O consumidor processou o site de compras coletivas, que foi condenado pela 2a. Vara do Juizado Especial Cível do Rio de Janeiro, a indenizar por danos morais e materiais, no processo número 0014300-76.2011.8.19.0001.

Outros casos estão sendo levados à Justiça, dentre os quais identificamos referentes a propaganda enganosa, recusa no cumprimento da proposta pelo site, e a indispobilidade do site no exato momento da aceitação da proposta. Sites que “saem” do ar ou não “registram” as ofertas dos consumidores estão violando o Código de Defesa do Consumidor. Pelo Código Civil, nas compras entre “ausentes”, o contrato reputa-se formado com a aceitação do consumidor. Para esta aceitação, adota-se a teoria da agnição por expedição, ou seja, o contrato estará formado quando o consumidor manifesta, expede, envia sua aceitação, pouco importando se o lojista não tomou ciência ou mesmo se não recebeu o registro da compra.

A propaganda vincula aquele que a realiza, e anúncios de 90% de desconto deverão ser honrados. E como provar exatamente a data do envio da aceitação, para processos na Justiça, considerando que o site pode alegar que revogou a proposta antes da aceitação?
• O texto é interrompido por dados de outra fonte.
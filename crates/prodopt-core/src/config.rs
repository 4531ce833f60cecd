//! 求解器配置

use serde::{Deserialize, Serialize};

/// 分支定界求解器參數
#[derive(Debug, Clone, PartialEq, Serialize, Deserialize)]
pub struct SolverConfig {
    /// 最多探索的節點數，超過即回報逾時
    pub max_nodes: usize,

    /// 求解時間上限（毫秒），None 表示不限時間
    pub time_limit_ms: Option<u64>,

    /// 整數判定容差：與最近整數差距小於此值視為整數
    pub integrality_tolerance: f64,

    /// 剪枝容差：LP 上界不超過目前最佳解加此值時剪枝
    pub optimality_tolerance: f64,
}

impl SolverConfig {
    /// 創建預設配置
    pub fn new() -> Self {
        Self {
            max_nodes: 100_000,
            time_limit_ms: Some(10_000),
            integrality_tolerance: 1e-6,
            optimality_tolerance: 1e-6,
        }
    }

    /// 建構器模式：設置節點上限
    pub fn with_max_nodes(mut self, max_nodes: usize) -> Self {
        self.max_nodes = max_nodes;
        self
    }

    /// 建構器模式：設置時間上限
    pub fn with_time_limit_ms(mut self, time_limit_ms: u64) -> Self {
        self.time_limit_ms = Some(time_limit_ms);
        self
    }

    /// 建構器模式：取消時間上限（僅受節點上限約束）
    pub fn without_time_limit(mut self) -> Self {
        self.time_limit_ms = None;
        self
    }

    /// 建構器模式：設置整數判定容差
    pub fn with_integrality_tolerance(mut self, tolerance: f64) -> Self {
        self.integrality_tolerance = tolerance;
        self
    }

    /// 建構器模式：設置剪枝容差
    pub fn with_optimality_tolerance(mut self, tolerance: f64) -> Self {
        self.optimality_tolerance = tolerance;
        self
    }
}

impl Default for SolverConfig {
    fn default() -> Self {
        Self::new()
    }
}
São questões técnicas que cada vez mais demandarão a atuação de peritos para auxiliarem consumidores em juízo. O site que por problemas na operação, não entrega o produto, mas debita do consumidor o precitado valor, evidentemente não pode se safar do dever de reparar, por argumentos técnicos de pouca compreensão para a maioria dos Juízes de direito.

Do mesmo modo, aqueles que tem dados indevidos utilizados em sites, com consequente cobrança indevida ou negativação do nome, tem o direito de obtenção de reparação de danos pelo próprio site, que fora negligente na checagem e conferência dos dados fornecidos. Este é o entendimento majoritário dos Tribunais.

No ReclameAQUI, os sites de compras coletivas já colecionam mais de 20 mil reclamações nos últimos 12 meses. Um “boom”! Tamanha é a preocupação pelos danos causados por estes sites que no Congresso Nacional já tramita um Projeto de Lei (1232/2011) que irá prever novas regras para sites desta natureza. Os sites deverão oferecer Call Center e seguir normas de atendimento ao consumidor para operarem.

As empresas deverão ter escritório físico no Brasil, que deverão ser indicados aos consumidores no portal, facilitando notificações e citações. Os sites também deverão apresentar claramente para cada oferta disposta no site, dados como quantidade mínima de compradores, prazo para utilização do cupom, dados do anunciante e regras para uso.

O mais importante é que pelo Projeto de Lei, os sites deverão oferecer prazos para uso dos cupons de no mínimo 6 (seis) meses e nomeadamente, deverão oferecer o reembolso ao consumidor, caso o número mínimo de cupons necessários para o desconto não seja atingido. Os sites ficam proibidos de enviar spam e principalmente, o anunciante (loja ou prestador de serviços) agora tem responsabilidade solidária em conjunto com o site que vincular a oferta, em face do consumidor.

Trata-se de lei que aumenta as defesas do consumdior em face de tais sites. Em matérias técnicas, leis tornam-se obsoletas, e o consumidor deverá estar preparado para lidar com teses difícieis em juízo, contando com apoio de pericia especializada e mediadores virtuais que tornem as demandas menos complexas ao mesmo Efetivamente, em um cenário onde o e-commerce deve crescer 30% em 2011 e faturar 20 bilhões, fato é que não serão as leis que controlarão estes sites que se multiplicam, mas efetivamente, os próprios consumidores com seus poderes de análise, recomendação e referências. Você, consumidor, tem voz ativa, procure sites auditados e conformes e, se não cumprirem com o acordado, não somente os acione na justiça, mas também faça questão de acioná-los na rede, comentando sua experiência. O resultado, será muito eficaz!